Effects of Different Stress Conditions on Apoptosis, Proteasome Activity and Exosome Cell Death Pathways in Hepatocellular Carcinoma Cells ^†

Abstract

In both healthy cells and cancer cells a number of different cellular responses influence the progress of cancer. In this study, we have investigated the effect of stress conditions on human hepatocyte cancer cells. Different concentrations of hydrogen peroxide, quercetin and N-acetyl cysteine were used to induce the acute cell stress. We have detected apoptosis, measured proteasome activity and performed a cell death array in both treated and control cells. Treatment of human hepatocyte cancer cells with hydrogen peroxide and quercetin resulted in decreased cell viability and increased apoptosis. On the other hand, proteasome activity was increased with hydrogen peroxide treatment but decreased with quercetin. N-acetyl cysteine supported cell viability and increased proteasome activity. In conclusion, cell death related genes were affected in quite different manner following hydrogen peroxide, quercetin and N-acetyl cysteine treatments.

1. Introduction

Hepatocellular carcinoma causes over 600,000 deaths per year and is the most common type of liver tumors. It is also difficult to treat because of the resistance to current chemotherapies [1]. Healthy cells and cancer cells influence the progress of cancer through different types of responses. A number of different stress response mechanisms are involved in the progress and therapy resistance of hepatocellular carcinoma (HepG2) cells. Stress is defined as any disturbance of organism’s homeostasis and is a ubiquitous phenomenon shaping the life throughout evolution. Adaptation to living in a stressful environment is possible through establishment of numerous stress response mechanisms. Although multicellularity, humoral regulations and thermoregulation eliminate a host of direct stresses to human cells, proper stress response at the cellular level is still critical for the survival of organisms [2]. In this study, we have investigated the effect of stress conditions on human HepG2 cells.

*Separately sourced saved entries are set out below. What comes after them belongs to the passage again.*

//! LCD (REST) client for a CosmWasm chain.
//! Implements [`ChainClient`] over plain HTTP; signing is delegated to a
//! [`SigningRelay`] so the process never holds key material.

use async_trait::async_trait;
use rust_decimal::Decimal;
use serde::Deserialize;
use serde_json::Value;
use std::time::Duration;
use tracing::{info, warn};

use crate::client::ChainClient;
use crate::error::{ChainError, ChainResult};
use crate::signer::{AccountInfo, SigningRelay};
use crate::types::{from_micro, parse_decimal, Message, TxReceipt};

/// Legacy LCD responses wrap their payload in `{ height, result }`.
#[derive(Debug, Deserialize)]
struct LcdEnvelope {
    result: Value,
}

#[derive(Debug, Deserialize)]
struct BroadcastResponse {
    #[serde(default)]
    height: Option<String>,
    txhash: String,
    #[serde(default)]
    code: Option<u32>,
    #[serde(default)]
    raw_log: Option<String>,
}

/// HTTP client bound to one wallet.
pub struct LcdClient {
    client: reqwest::Client,
    base_url: String,
    address: String,
    signer: SigningRelay,
}

impl std::fmt::Debug for LcdClient {
    fn fmt(&self, f: &mut std::fmt::Formatter<'_>) -> std::fmt::Result {
        f.debug_struct("LcdClient")
            .field("base_url", &self.base_url)
            .field("address", &self.address)
            .finish()
    }
}

impl LcdClient {
    /// Create a client and sync the account sequence from chain.
    pub async fn connect(
        base_url: &str,
        address: &str,
        signer: SigningRelay,
        request_timeout: Duration,
    ) -> ChainResult<Self> {
        let client = reqwest::Client::builder()
            .timeout(request_timeout)
            .build()
            .map_err(|source| ChainError::Http {
                path: base_url.to_string(),
                source,
            })?;

        let lcd = Self {
            client,
            base_url: base_url.trim_end_matches('/').to_string(),
            address: address.to_string(),
            signer,
        };

        let height = lcd.latest_height().await?;
        let account = lcd.account_info().await?;
        lcd.signer.sync_account(account);

        info!(
            lcd = %lcd.base_url,
            address = %lcd.address,
            height = height,
            account_number = account.account_number,
            sequence = account.sequence,
            "LCD connection verified"
        );

        Ok(lcd)
    }

    async fn get(&self, path: &str, query: &[(&str, String)]) -> ChainResult<Value> {
        let url = format!("{}{}", self.base_url, path);
        let response = self
            .client
            .get(&url)
            .query(query)
            .send()
            .await
            .map_err(|source| ChainError::Http {
                path: path.to_string(),
                source,
            })?;

        if !response.status().is_success() {
            let status = response.status().as_u16();
            let body = response.text().await.unwrap_or_default();
            return Err(ChainError::Status {
                path: path.to_string(),
                status,
                body,
            });
        }

        response.json::<Value>().await.map_err(|source| ChainError::Http {
            path: path.to_string(),
            source,
        })
    }

    async fn get_result(&self, path: &str, query: &[(&str, String)]) -> ChainResult<Value> {
        let value = self.get(path, query).await?;
        let envelope: LcdEnvelope = serde_json::from_value(value)
            .map_err(|e| ChainError::decode(path, e.to_string()))?;
        Ok(envelope.result)
    }

    /// Latest block height.
    pub async fn latest_height(&self) -> ChainResult<u64> {
        let block = self.get("/blocks/latest", &[]).await?;
        block["block"]["header"]["height"]
            .as_str()
            .and_then(|h| h.parse().ok())
            .ok_or_else(|| ChainError::decode("/blocks/latest", "missing block height"))
    }

    /// Account number and sequence of the wallet.
    pub async fn account_info(&self) -> ChainResult<AccountInfo> {
        let path = format!("/auth/accounts/{}", self.address);
        let result = self.get_result(&path, &[]).await?;
        let value = &result["value"];
        let field = |name: &str| -> ChainResult<u64> {
            match &value[name] {
                Value::String(s) => s.parse().ok(),
                Value::Number(n) => n.as_u64(),
                _ => None,
            }
            .ok_or_else(|| ChainError::decode(&path, format!("missing {name}")))
        };

        Ok(AccountInfo {
            account_number: field("account_number")?,
            sequence: field("sequence")?,
        })
    }

    async fn broadcast_signed(&self, signed_tx: Value) -> ChainResult<TxReceipt> {
        let url = format!("{}/txs", self.base_url);
        let body = serde_json::json!({ "tx": signed_tx, "mode": "block" });

        let response = self
            .client
            .post(&url)
            .json(&body)
            .send()
            .await
            .map_err(|source| ChainError::Http {
                path: "/txs".to_string(),
                source,
            })?;

        if !response.status().is_success() {
            let status = response.status().as_u16();
            let body = response.text().await.unwrap_or_default();
            return Err(ChainError::Status {
                path: "/txs".to_string(),
                status,
                body,
            });
        }

        let result: BroadcastResponse = response.json().await.map_err(|source| ChainError::Http {
            path: "/txs".to_string(),
            source,
        })?;

        if let Some(code) = result.code.filter(|c| *c != 0) {
            return Err(ChainError::TxFailed {
                txhash: result.txhash,
                code,
                raw_log: result.raw_log.unwrap_or_default(),
            });
        }

        Ok(TxReceipt {
            txhash: result.txhash,
            height: result.height.and_then(|h| h.parse().ok()).unwrap_or_default(),
        })
    }
}

#[async_trait]
impl ChainClient for LcdClient {
    fn address(&self) -> &str {
        &self.address
    }

    async fn get_balance(&self, denom: &str) -> ChainResult<Decimal> {
        let path = format!("/bank/balances/{}", self.address);
        let result = self.get_result(&path, &[]).await?;
        let coins = result
            .as_array()
            .ok_or_else(|| ChainError::decode(&path, "balances is not an array"))?;

        let amount = coins
            .iter()
            .find(|coin| coin["denom"].as_str() == Some(denom))
            .and_then(|coin| parse_decimal(&coin["amount"]))
            .unwrap_or(Decimal::ZERO);

        Ok(from_micro(amount))
    }

    async fn get_token_balance(&self, token: &str) -> ChainResult<Decimal> {
        let query = serde_json::json!({ "balance": { "address": self.address } });
        let result = self.query_contract(token, &query).await?;
        let amount = parse_decimal(&result["balance"])
            .ok_or_else(|| ChainError::decode(token, "missing cw20 balance"))?;
        Ok(from_micro(amount))
    }

    async fn query_contract(&self, contract: &str, query: &Value) -> ChainResult<Value> {
        let path = format!("/wasm/contracts/{}/store", contract);
        self.get_result(&path, &[("query_msg", query.to_string())]).await
    }

    async fn sign_and_broadcast(&self, messages: &[Message]) -> ChainResult<TxReceipt> {
        let sequence = self.signer.sequence().next();
        let signed = match self.signer.sign(messages, sequence).await {
            Ok(tx) => tx,
            Err(e) => {
                self.signer.sequence().rollback(sequence);
                return Err(e);
            }
        };

        match self.broadcast_signed(signed).await {
            Ok(receipt) => {
                info!(
                    txhash = %receipt.txhash,
                    height = receipt.height,
                    messages = messages.len(),
                    "Transaction included"
                );
                Ok(receipt)
            }
            Err(e) => {
                // Re-read the sequence: a rejected tx may or may not have consumed it
                match self.account_info().await {
                    Ok(account) => self.signer.sync_account(account),
                    Err(sync_err) => {
                        warn!(error = %sync_err, "Failed to resync account sequence")
                    }
                }
                Err(e)
            }
        }
    }
}

#[cfg(test)]
mod tests {
    use super::*;
    use crate::signer::SigningRelayBuilder;

    #[tokio::test]
    #[ignore] // Requires network
    async fn test_lcd_connect() {
        let signer = SigningRelayBuilder::new("http://localhost:9090", "columbus-5")
            .build()
            .unwrap();
        let lcd = LcdClient::connect(
            "https://lcd.terra.dev",
            "terra1dzhzukyezv0etz22ud940z7adyv7xgcjkahuun",
            signer,
            Duration::from_secs(10),
        )
        .await;

        assert!(lcd.is_ok());
    }
}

Hydrogen peroxide, and quercetin were used to induce acute cell stress and N-acetylcysteine was used as positive control. We have evaluated apoptosis, measured proteasome activity and performed a cell death array in both treated and control cells.

2. Materials and Methods

In this study hydrogen peroxide and quercetin were used to induce acute stress, and N-acetylcysteine was used as positive control. Cells were cultured in DMEM supplemented with 10% fetal bovine serum, 1% l-glutamine and 1% penicillin/streptomycin in a 5% CO₂ incubator at 37 °C. Cell viability was monitored by WST1 assay. For detection of apoptosis, 0.5 × 10⁶ cells were washed with PBS and ApopNexin FITC detection kit was used in FACSCalibur flow cytometry system. All experiments were performed in triplicate and in each assay 1 × 10⁴ cells were measured. Results were assessed using the CellQuest program. Proteasome activity was measured with the fluorogenic peptide succinyl-leucine-leucine-valine-tyrosine-methylcoumarin at a concentration of 200 µM. Fluorescence was measured at 360 nm excitation and 485 nm emission. Proteasome activity was calculated using free methylcoumarin as standard. RNA isolation from cells was performed by NORGEN Total RNA isolation kit. Following isolation of RNA, the Human Cell Death Pathway Finder RT² Profiler PCR Array was used to evaluate the expression of 84 key genes which are involved in the central mechanisms of cellular death: apoptosis, autophagy, and necrosis.

3. Results

HepG2 cells were treated with different concentrations of hydrogen peroxide, quercetin and N-acetyl cysteine for 30 min to investigate the effects of acute stress. As shown in Figure 1, viability of HepG2 cells was decreased with hydrogen peroxide and quercetin treatment, and was increased with N-acetyl cysteine. Percentage of total apoptotic cells were 9.66 for 50 µM hydrogen peroxide, 10.93 for 50 µM quercetin, 16.45 for 200 µM hydrogen peroxide and 18.78 for 200 µM quercetin.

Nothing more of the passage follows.